> [Activity] Report each line of the records where "retry" occurs.

> [Material shown]
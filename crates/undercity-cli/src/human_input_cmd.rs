//! `undercity human-input`: the escape hatch for tasks the grid cannot
//! crack on its own.
//!
//! `--list` shows failure signatures awaiting guidance, `--provide`
//! attaches guidance to one, and `--retry` requeues every parked task
//! whose signature now has guidance (folded into the task's handoff
//! context).

use anyhow::{bail, Result};
use clap::Args;

use undercity_core::guidance::{HumanGuidanceStore, NEEDS_HUMAN_INPUT_TAG};
use undercity_state::board::TaskBoard;
use undercity_state::layout::StateLayout;
use undercity_state::models::{HandoffContext, TaskStatus};

use crate::EXIT_OK;

#[derive(Debug, Args)]
pub struct HumanInputArgs {
    /// List failure signatures awaiting guidance (default)
    #[arg(long)]
    list: bool,
    /// Attach guidance to a signature: --provide <signature> <guidance>
    #[arg(long, num_args = 2, value_names = ["SIGNATURE", "GUIDANCE"])]
    provide: Option<Vec<String>>,
    /// Requeue parked tasks whose signatures have guidance
    #[arg(long)]
    retry: bool,
}

pub fn run(layout: &StateLayout, args: HumanInputArgs) -> Result<u8> {
    let mut store = HumanGuidanceStore::open(layout)?;

    if let Some(provide) = args.provide {
        let [signature, guidance] = provide.as_slice() else {
            bail!("--provide takes exactly a signature and a guidance string");
        };
        store.provide(signature, guidance)?;
        println!("Guidance recorded for {signature}. Run with --retry to requeue.");
        return Ok(EXIT_OK);
    }

    if args.retry {
        let mut board = TaskBoard::open(layout.tasks_file())?;
        let mut requeued = 0usize;
        for entry in store.resolved() {
            let guidance = entry.guidance.clone().unwrap_or_default();
            for task_id in &entry.task_ids {
                let Some(task) = board.get(*task_id) else { continue };
                if task.status != TaskStatus::Blocked {
                    continue;
                }
                board.set_handoff(
                    *task_id,
                    HandoffContext {
                        prior_attempt_summary: Some(entry.error_excerpt.clone()),
                        human_guidance: Some(guidance.clone()),
                        retry: true,
                    },
                )?;
                board.update_status(*task_id, TaskStatus::Pending, None)?;
                requeued += 1;
            }
        }
        println!("Requeued {requeued} task(s) with guidance.");
        return Ok(EXIT_OK);
    }

    // Default: list.
    let pending = store.pending();
    if pending.is_empty() {
        println!("No failures awaiting guidance.");
        return Ok(EXIT_OK);
    }
    println!("Failures awaiting guidance (tag: {NEEDS_HUMAN_INPUT_TAG}):");
    for entry in pending {
        println!(
            "  {}  x{}  {} task(s)",
            entry.signature,
            entry.occurrences,
            entry.task_ids.len()
        );
        let excerpt = entry.error_excerpt.lines().next().unwrap_or("");
        println!("    {excerpt}");
    }
    println!("\nProvide guidance with: undercity human-input --provide <signature> \"<text>\"");
    Ok(EXIT_OK)
}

> [Your solution]
//! attaches guidance to one, and `--retry` requeues every parked task
    retry: bool,
        println!("Guidance recorded for {signature}. Run with --retry to requeue.");
    if args.retry {
                        retry: true,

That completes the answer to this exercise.